Après le succès du Parfum d’Irak (2018) et de Je me souviens de Falloujah (2023), le journaliste grand reporter Feurat Alani, lauréat du Prix Albert Londres, continue à nous parler du pays de sa famille, l’Irak, à travers une touchante enquête familiale sur les traces d’un oncle aviateur, disparu en 1974, qui mène le lecteur de Badgad à Krasnodar en passant par Paris sur une quarante d’années, faisant revivre les disparus dans la mémoire intime et collective.

« Toutes les familles ont un secret. Il peut s’accrocher à une vie entière, emmurer les personnes qui le protègent, les forcer à marcher sur de la moquette épaisse, pour étouffer le bruit de leurs pas. Il est un silence qui étreint le coeur, qui ne nous libère jamais de son emprise. Il prend discrètement de la place, jusqu’à écarter de s’y faufiler. Parfois, il finit même par se fissurer.(…) Toutes les familles ont un fantôme ».
Le fantôme de la famille de Taymour, c’est son oncle Adel, pilote dans l’armée irakienne qu’il n’a jamais connu.

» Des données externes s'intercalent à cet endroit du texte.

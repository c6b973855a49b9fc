//! Spatial de-duplication of scanner hits.
//!
//! Adjacent columns crossing the same mark produce a burst of nearly
//! identical candidates. The first hit wins; any later hit within
//! `min_separation` of an accepted one is dropped. Nothing is revisited
//! after insertion.

use tracing::{debug, trace};

use crate::models::FinderCandidate;

/// Outcome of offering a candidate to a [`FinderSet`]
#[derive(Debug, Clone, Copy, PartialEq, Eq)]
pub enum Offer {
    /// Stored as a new mark
    Accepted,
    /// Too close to an already-accepted mark
    Duplicate,
    /// The set had already reached its cap
    Full,
}

/// Accepted finder locations, pairwise at least `min_separation` apart and
/// never more than `capacity` of them.
#[derive(Debug, Clone)]
pub struct FinderSet {
    accepted: Vec<FinderCandidate>,
    min_separation: f64,
    capacity: usize,
}

impl FinderSet {
    /// Empty set
    pub fn new(min_separation: f64, capacity: usize) -> Self {
        Self {
            accepted: Vec::with_capacity(capacity),
            min_separation,
            capacity,
        }
    }

    /// Offer one candidate
    pub fn offer(&mut self, candidate: FinderCandidate) -> Offer {
        if self.is_full() {
            return Offer::Full;
        }
        if self
            .accepted
            .iter()
            .any(|p| p.distance(&candidate) < self.min_separation)
        {
            trace!(x = candidate.x, y = candidate.y, "duplicate finder pattern");
            return Offer::Duplicate;
        }
        debug!(x = candidate.x, y = candidate.y, "accepted finder pattern");
        self.accepted.push(candidate);
        Offer::Accepted
    }

    /// Pull candidates until the source runs dry or the set is full.
    /// Returns how many candidates were pulled.
    pub fn fill_from<I>(&mut self, candidates: I) -> usize
    where
        I: IntoIterator<Item = FinderCandidate>,
    {
        let mut pulled = 0usize;
        if self.is_full() {
            return pulled;
        }
        for candidate in candidates {
            pulled += 1;
            self.offer(candidate);
            if self.is_full() {
                break;
            }
        }
        pulled
    }

    /// The cap has been reached
    pub fn is_full(&self) -> bool {
        self.accepted.len() >= self.capacity
    }

    /// Number of accepted marks
    pub fn len(&self) -> usize {
        self.accepted.len()
    }

    /// No marks accepted
    pub fn is_empty(&self) -> bool {
        self.accepted.is_empty()
    }

    /// Accepted marks in insertion order
    pub fn as_slice(&self) -> &[FinderCandidate] {
        &self.accepted
    }

    /// Consume the set
    pub fn into_vec(self) -> Vec<FinderCandidate> {
        self.accepted
    }
}

impl Default for FinderSet {
    fn default() -> Self {
        Self::new(crate::MIN_SEPARATION, crate::MAX_FINDERS)
    }
}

Son avion a disparu en 1974 lorsqu’il était à bord de son MIG-21 pour un exercice de routine. Il n’a jamais retrouvé, ni son avion, ni son corps. Il a été déclaré mort. Et depuis, c’est un tabou, « une silhouette en retrait sur une vieille photo, un prénom échappé d’un murmure, un souvenir qui passait dans les regards sans jamais franchir les lèvres ». Taymour refuse qu’Adel soit effacé du livre familial. A bientôt trente ans, il décide de forcer le mutisme de ses proches pour enquêter sur l’histoire d’Adel.

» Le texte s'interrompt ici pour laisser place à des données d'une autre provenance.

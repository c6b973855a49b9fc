/// Pixel location where a column scan matched the finder signature
#[derive(Debug, Clone, Copy, PartialEq, Eq, Hash, Default)]
pub struct FinderCandidate {
    /// Column of the scan line
    pub x: u32,
    /// Start row of the last run in the matching window
    pub y: u32,
}

impl FinderCandidate {
    /// Create a new candidate
    pub fn new(x: u32, y: u32) -> Self {
        Self { x, y }
    }

    /// Euclidean distance to another candidate
    pub fn distance(&self, other: &FinderCandidate) -> f64 {
        self.distance_squared(other).sqrt()
    }

    /// Squared distance (no sqrt)
    pub fn distance_squared(&self, other: &FinderCandidate) -> f64 {
        let dx = self.x as f64 - other.x as f64;
        let dy = self.y as f64 - other.y as f64;
        dx * dx + dy * dy
    }
}
use image::GrayImage;

use crate::BLACK;
use crate::models::FinderBounds;

/// Copy the padded rectangle of `bounds` out of `binary`.
///
/// The output always has the rectangle's declared size. Reads start at the
/// clamped origin; destination pixels whose source would fall past the
/// right or bottom edge of `binary` are left black.
pub fn crop(binary: &GrayImage, bounds: &FinderBounds) -> GrayImage {
    let (src_w, src_h) = binary.dimensions();
    let (ox, oy) = bounds.origin();
    let (dst_w, dst_h) = (bounds.width(), bounds.height());

    let mut out = GrayImage::from_pixel(dst_w, dst_h, image::Luma([BLACK]));
    let copy_w = dst_w.min(src_w.saturating_sub(ox));
    let copy_h = dst_h.min(src_h.saturating_sub(oy));

    for dy in 0..copy_h {
        for dx in 0..copy_w {
            out.put_pixel(dx, dy, *binary.get_pixel(ox + dx, oy + dy));
        }
    }
    out
}
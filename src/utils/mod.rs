//! Utility functions for image processing
//!
//! - Grayscale conversion (RGB/RGBA to luminance)
//! - Fixed-threshold binarization

/// Fixed global threshold binarization
pub mod binarization;
/// RGB(A) to luminance
pub mod grayscale;
/// Maximal vertical stretch of same-valued pixels in one column
#[derive(Debug, Clone, Copy, PartialEq, Eq, Default)]
pub struct Run {
    /// Column the run lives in
    pub x: u32,
    /// First row of the run
    pub y: u32,
    /// Number of pixels
    pub len: u32,
    /// Binary level of every pixel in the run (0 or 255)
    pub level: u8,
}

impl Run {
    /// Open a one-pixel run at `(x, y)`
    pub fn start(x: u32, y: u32, level: u8) -> Self {
        Self { x, y, len: 1, level }
    }

    /// Whether the run is black
    pub fn is_black(&self) -> bool {
        self.level == crate::BLACK
    }
}
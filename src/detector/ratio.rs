/// Run-length ratio test with a direction pre-filter.
///
/// A positive `p` asks whether `a ≈ p·b`, a negative `p` whether
/// `b ≈ |p|·a`. The larger of the two lengths must sit on the side `p`
/// names (ties allowed) before the division is done, and the ratio must
/// land strictly inside `|p|·(1 ± tolerance)`.
pub fn cmp(a: u32, b: u32, p: i32, tolerance: f64) -> bool {
    if p == 0 {
        return false;
    }

    let (num, den) = if p > 0 { (a, b) } else { (b, a) };
    if num < den || den == 0 {
        return false;
    }

    let target = p.unsigned_abs() as f64;
    let ratio = num as f64 / den as f64;
    target * (1.0 - tolerance) < ratio && ratio < target * (1.0 + tolerance)
}

/// `a` and `b` within tolerance of each other, either way round
pub fn about_equal(a: u32, b: u32, tolerance: f64) -> bool {
    cmp(a, b, 1, tolerance) || cmp(a, b, -1, tolerance)
}
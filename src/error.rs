use thiserror::Error;

/// Errors from [`crate::detect_and_crop`]
#[derive(Debug, Clone, PartialEq, Eq, Error)]
pub enum TrimError {
    /// Too few distinct finder patterns to bound a symbol
    #[error("qr parse error: found {found} finder pattern(s), need at least {required}")]
    Parse {
        /// Distinct marks accepted after the full scan
        found: usize,
        /// Marks required
        required: usize,
    },
}

/// Result alias for this crate
pub type Result<T> = std::result::Result<T, TrimError>;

Au démarrage du récit, on se dit qu’il ne va rien apporter de plus au rgenre « roman sur les secrets de famille ». Rien de palpitant, du convenu, une présentation des personnages et des enjeux un peu longuette. Et puis, il y a quelque chose qui se passe lorsqu’on comprend que le secret en question va nous permettre de découvrir un pan importante de l’histoire irakienne. L’enquête personnelle se transforme en véritable fresque historique racontée de façon sensible, au plus près de l’intime et du vécu de Taymour et sa famille. L’ histoire se révèle beaucoup plus vaste que ce qu’on avait imaginé au départ.

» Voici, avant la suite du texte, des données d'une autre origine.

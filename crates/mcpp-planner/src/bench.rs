//! Benchmark log record (§6), grounded on
//! `original_source/misc/benchmark/_utils.py::get_logger` and the per-step
//! `logger.info(...)` call in `misc/benchmark/all.py`. The source appends
//! plain `|`-joined fields to a line-oriented log file via the standard
//! library `logging` module; we write the same fields through a `csv`
//! writer over a row struct, following `dt-output::csv::CsvWriter`'s shape.

use std::io::Write;

use mcpp_core::label::Cell;
use serde::Serialize;

use crate::error::PlannerResult;

/// One step's outcome for every agent in the fleet, ready to be written as
/// a CSV row.
#[derive(Clone, Debug, Serialize)]
pub struct BenchmarkRow {
    pub map_name: String,
    pub step: usize,
    pub planner: String,
    pub handler: String,
    pub success: bool,
    pub elapsed_seconds: f64,
    /// `len_1|len_2|…|len_n`, each fixed to 4 decimal places.
    pub trajectory_lengths: String,
    /// `count_1|count_2|…|count_n`.
    pub assignment_counts: String,
}

impl BenchmarkRow {
    pub fn new(
        map_name: impl Into<String>,
        step: usize,
        planner: impl Into<String>,
        handler: impl Into<String>,
        success: bool,
        elapsed_seconds: f64,
        trajectory_lengths: &[f64],
        assignment_counts: &[usize],
    ) -> Self {
        BenchmarkRow {
            map_name: map_name.into(),
            step,
            planner: planner.into(),
            handler: handler.into(),
            success,
            elapsed_seconds,
            trajectory_lengths: trajectory_lengths.iter().map(|l| format!("{l:.4}")).collect::<Vec<_>>().join("|"),
            assignment_counts: assignment_counts.iter().map(usize::to_string).collect::<Vec<_>>().join("|"),
        }
    }
}

/// The closed perimeter length of a cyclic trajectory: the sum of
/// Euclidean distances between consecutive cells, wrapping from the last
/// cell back to the first. Grounded on
/// `original_source/src/core/uav.py::UAV.get_trajectory_length`, itself
/// built on `Cell.distance` (`src/core/cell.py`).
pub fn trajectory_length(trajectory: &[Cell]) -> f64 {
    if trajectory.is_empty() {
        return 0.0;
    }
    let n = trajectory.len();
    (0..n)
        .map(|i| {
            let (r0, c0) = trajectory[i];
            let (r1, c1) = trajectory[(i + 1) % n];
            let (dr, dc) = (r1 as f64 - r0 as f64, c1 as f64 - c0 as f64);
            (dr * dr + dc * dc).sqrt()
        })
        .sum()
}

/// Appends [`BenchmarkRow`]s to a single underlying writer, one CSV line
/// per step, matching the source's one-logger-per-benchmark-run file.
pub struct BenchmarkWriter<W: Write> {
    inner: csv::Writer<W>,
}

impl<W: Write> BenchmarkWriter<W> {
    /// Wrap an already-open writer. Does not write a header row — the
    /// source's raw `|`-joined log lines have none either.
    pub fn new(writer: W) -> Self {
        BenchmarkWriter { inner: csv::WriterBuilder::new().has_headers(false).from_writer(writer) }
    }

    pub fn write_row(&mut self, row: &BenchmarkRow) -> PlannerResult<()> {
        self.inner.serialize(row)?;
        Ok(())
    }

    pub fn flush(&mut self) -> PlannerResult<()> {
        self.inner.flush()?;
        Ok(())
    }
}
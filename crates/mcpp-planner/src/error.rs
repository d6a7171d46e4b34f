//! Facade-level error type: `McppError` plus the I/O and serialization
//! failures that only show up at the external boundary (§6).

use thiserror::Error;

#[derive(Debug, Error)]
pub enum PlannerError {
    #[error("{0}")]
    Core(#[from] mcpp_core::McppError),

    #[error("I/O error: {0}")]
    Io(#[from] std::io::Error),

    #[error("CSV error: {0}")]
    Csv(#[from] csv::Error),

    #[error("JSON error: {0}")]
    Json(#[from] serde_json::Error),

    #[cfg(feature = "image")]
    #[error("image error: {0}")]
    Image(#[from] image::ImageError),

    #[error("unsupported file extension {0:?}")]
    UnsupportedExtension(String),

    #[error("malformed text grid: {0}")]
    MalformedGrid(String),
}

pub type PlannerResult<T> = Result<T, PlannerError>;
//! The fleet-change handler contract (§4.7). The original system dispatches
//! on handler name through a registry (`UAVChangeHandlerFactory`); per the
//! design note that a tagged enum/trait is an acceptable substitute, we use
//! one `ChangeHandler` trait and `mcpp_core::ChangeHandlerKind` to select an
//! implementation.

use mcpp_core::{Agent, AgentIndex, McppResult};

use crate::state::FleetState;

/// Strategy for absorbing an added or removed agent into the fleet.
/// Implementations observe and mutate the same `FleetState` — the shared
/// label matrix and agent list — for the duration of one call (§5: no
/// handler call suspends partway through).
pub trait ChangeHandler {
    /// `agent` has already been assigned a seed cell (distinct from every
    /// existing agent's seed) but is not yet part of `state.agents` or
    /// reflected in `state.labels`.
    fn handle_new_uav(&mut self, state: &mut FleetState, agent: Agent) -> McppResult<()>;

    /// `index` names the departing agent's current position in
    /// `state.agents`; it is still present in both `state.agents` and
    /// `state.labels` when this is called.
    fn handle_removed_uav(&mut self, state: &mut FleetState, index: AgentIndex) -> McppResult<()>;
}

C’est la grand-mère de Taymour, la mère d’Adel, qui va mettre son petit-fils sur les traces de son oncle, lui confiant lettres et carnets en héritage. Formidable personnage de femme forte à la farouche énergie, courageuse, intellectuelle progressiste ayant épousé un fidèle du régime monarchique hachémite. L’Irak vit ensuite au rythme des coups d’états militaires (jusqu’à celui de 1967 qui place le parti baas au pouvoir et un certain Saddam Hussein à son sommet) ainsi que des conflits avec Israël (guerre des Six jours en 1967). Le parti baas veut bâtir un nouvel Irak et, dans un contexte de guerre froide paroxystique, se tourne vers l’URSS. Adel part ainsi à Krasnodar pour se former au maniement du tout nouveau MIG-21
Taymour est le double littéraire de Feurat Alani. L’auteur a expliqué dans une interview qu’Adel, c’était véritablement son oncle et que le mystère de sa disparition n’avait pas été résolu. Pour combler les trous noirs, il s’est tourné vers la fiction et a laissé son imagination inventer une histoire à son oncle. Le geste est fort. Et le résultat tout autant. Le portrait qu’il compose de cet oncle qu’il n’a jamais connu est très touchant : un jeune homme droit subissant la pression d’une société corsetée par un État autoritaire contrôlé par le parti baas qui traque les opposants et les «traîtres», une jeune homme tiraillé entre ses rêves de liberté et sa loyauté envers sa famille ainsi que son pays.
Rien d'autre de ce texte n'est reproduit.